Consanguinity rates were analyzed in 904 families of retardates studied in 11 Israeli Jewish ethnic groups. It was estimated that the representative recessive gene frequency is .00518, implying that a gene equilibrium maintained by mutation alone is improbable and that some other hypothesis should be considered. The proportions of homozygotes among the following idiopathic subgroups are estimated as follows: 18%-19% homozygotes among severe idiopathic retardates with nonconsanguineous parents and no affected siblings; 74%-76% homozygotes among severe idiopathic retardates with first-cousin parents and no affected siblings; 5% homozygotes among mild idiopathic and idiopathic-familial retardates with nonconsanguineous parents; and 41% homozygotes among mild idiopathic and idiopathic-familial retardates with first-cousin parents.
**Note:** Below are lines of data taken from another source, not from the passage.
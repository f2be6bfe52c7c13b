//! In-process sample store
//!
//! Same semantics as the PostgreSQL store: ids assigned in insertion order,
//! one timestamp per batch, timestamps never go backwards. Used by the test
//! suites; `fail_inserts` lets a test simulate a storage outage.

use super::{window_start, TimeSeriesStore};
use crate::error::RelayError;
use async_trait::async_trait;
use chrono::{DateTime, Utc};
use std::sync::atomic::{AtomicBool, Ordering};
use std::time::Duration;
use tokio::sync::Mutex;
use types::ids::{InstrumentId, SampleId};
use types::instrument::{Instrument, Symbol};
use types::sample::{Quote, Sample};

#[derive(Debug, Default)]
struct Tables {
    instruments: Vec<Instrument>,
    samples: Vec<Sample>,
    last_timestamp: Option<DateTime<Utc>>,
}

#[derive(Debug, Default)]
pub struct MemoryStore {
    tables: Mutex<Tables>,
    fail_inserts: AtomicBool,
}

impl MemoryStore {
    pub fn new() -> Self {
        Self::default()
    }

    /// Make subsequent `insert_samples` calls fail (or succeed again).
    pub fn fail_inserts(&self, fail: bool) {
        self.fail_inserts.store(fail, Ordering::SeqCst);
    }

    /// Append a batch with an explicit timestamp.
    ///
    /// Lets tests place rows outside the lookback window. The timestamp is
    /// clamped so the log stays non-decreasing.
    pub async fn insert_at(
        &self,
        batch: &[Quote],
        timestamp: DateTime<Utc>,
    ) -> Result<u64, RelayError> {
        if self.fail_inserts.load(Ordering::SeqCst) {
            return Err(RelayError::Persistence(
                "sample log unavailable".to_string(),
            ));
        }

        let mut tables = self.tables.lock().await;
        for quote in batch {
            if !tables
                .instruments
                .iter()
                .any(|i| i.id == quote.instrument_id)
            {
                return Err(RelayError::Persistence(format!(
                    "instrument {} does not exist",
                    quote.instrument_id
                )));
            }
        }

        let timestamp = match tables.last_timestamp {
            Some(last) if last > timestamp => last,
            _ => timestamp,
        };
        for quote in batch {
            let id = SampleId::new(tables.samples.len() as i64 + 1);
            tables.samples.push(Sample {
                id,
                instrument_id: quote.instrument_id,
                value: quote.value,
                timestamp,
            });
        }
        if !batch.is_empty() {
            tables.last_timestamp = Some(timestamp);
        }
        Ok(batch.len() as u64)
    }

    /// Every stored sample, in insertion order.
    pub async fn samples(&self) -> Vec<Sample> {
        self.tables.lock().await.samples.clone()
    }
}

#[async_trait]
impl TimeSeriesStore for MemoryStore {
    async fn ensure_instrument(&self, symbol: &Symbol) -> Result<(), RelayError> {
        let mut tables = self.tables.lock().await;
        if tables.instruments.iter().any(|i| &i.symbol == symbol) {
            return Ok(());
        }
        let id = InstrumentId::new(tables.instruments.len() as i32 + 1);
        tables.instruments.push(Instrument::new(id, symbol.clone()));
        Ok(())
    }

    async fn list_instruments(&self) -> Result<Vec<Instrument>, RelayError> {
        let mut instruments = self.tables.lock().await.instruments.clone();
        instruments.sort_by_key(|i| i.id);
        Ok(instruments)
    }

    async fn insert_samples(&self, batch: &[Quote]) -> Result<u64, RelayError> {
        self.insert_at(batch, Utc::now()).await
    }

    async fn recent_samples(
        &self,
        instrument: InstrumentId,
        lookback: Duration,
    ) -> Result<Vec<Sample>, RelayError> {
        let since = window_start(Utc::now(), lookback);
        let tables = self.tables.lock().await;
        let mut samples: Vec<Sample> = tables
            .samples
            .iter()
            .filter(|s| s.instrument_id == instrument && s.timestamp >= since)
            .cloned()
            .collect();
        samples.sort_by_key(|s| (s.timestamp, s.id));
        Ok(samples)
    }
}
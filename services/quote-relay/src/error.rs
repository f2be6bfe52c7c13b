use thiserror::Error;
use types::errors::SymbolError;

/// Central error type for the relay.
///
/// Only `Config` and `Catalog` are fatal, and only during startup; every
/// other kind is logged by the component that hit it and the component
/// carries on.
#[derive(Debug, Error)]
pub enum RelayError {
    #[error("Transport error: {0}")]
    Transport(String),

    #[error("Parse error: {0}")]
    Parse(String),

    #[error("Persistence error: {0}")]
    Persistence(String),

    #[error("Delivery error: {0}")]
    Delivery(String),

    #[error("Configuration error: {0}")]
    Config(String),

    #[error("Catalog error: {0}")]
    Catalog(#[from] SymbolError),
}

impl From<sqlx::Error> for RelayError {
    fn from(err: sqlx::Error) -> Self {
        RelayError::Persistence(err.to_string())
    }
}

impl From<reqwest::Error> for RelayError {
    fn from(err: reqwest::Error) -> Self {
        RelayError::Transport(err.to_string())
    }
}

impl From<config::ConfigError> for RelayError {
    fn from(err: config::ConfigError) -> Self {
        RelayError::Config(err.to_string())
    }
}

/// Client-visible command failures.
///
/// The `Display` text is exactly what goes over the wire, as a bare text
/// frame rather than a JSON object.
#[derive(Debug, Clone, Copy, PartialEq, Eq, Error)]
pub enum CommandError {
    #[error("Invalid JSON in message")]
    InvalidJson,

    #[error("Action not found")]
    ActionNotFound,

    #[error("Action not supported")]
    ActionNotSupported,

    #[error("Message not found")]
    MessageNotFound,

    #[error("Invalid message")]
    InvalidMessage,

    #[error("Asset ID not found in message")]
    AssetIdNotFound,

    #[error("Asset ID must be an integer")]
    AssetIdNotInteger,

    #[error("Asset ID does not exist")]
    UnknownAsset,
}

#[cfg(test)]
mod tests {
    use super::*;

    #[test]
    fn test_command_error_wire_text() {
        assert_eq!(CommandError::InvalidJson.to_string(), "Invalid JSON in message");
        assert_eq!(CommandError::UnknownAsset.to_string(), "Asset ID does not exist");
        assert_eq!(
            CommandError::AssetIdNotFound.to_string(),
            "Asset ID not found in message"
        );
    }

    #[test]
    fn test_symbol_error_converts() {
        let err: RelayError = SymbolError::Empty.into();
        assert!(matches!(err, RelayError::Catalog(_)));
    }
}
The estimated number of major gene loci within ethnic groups is 17-21 for severe idiopathic retardation and 43-61 for mild idiopathic retardation. These findings provide a basis for genetic counseling of families with single retardates of unknown cause. They can also be useful in epidemiologic studies of nongenetic factors. The great prevalence of common gene defects causing retardation, coupled with the rarity of disorders of amino acid metabolism in the same series, seem to indicate that further emphasis on amino acid metabolism may be nonproductive in the scientific study of retardation and that other biochemical approaches should be encouraged.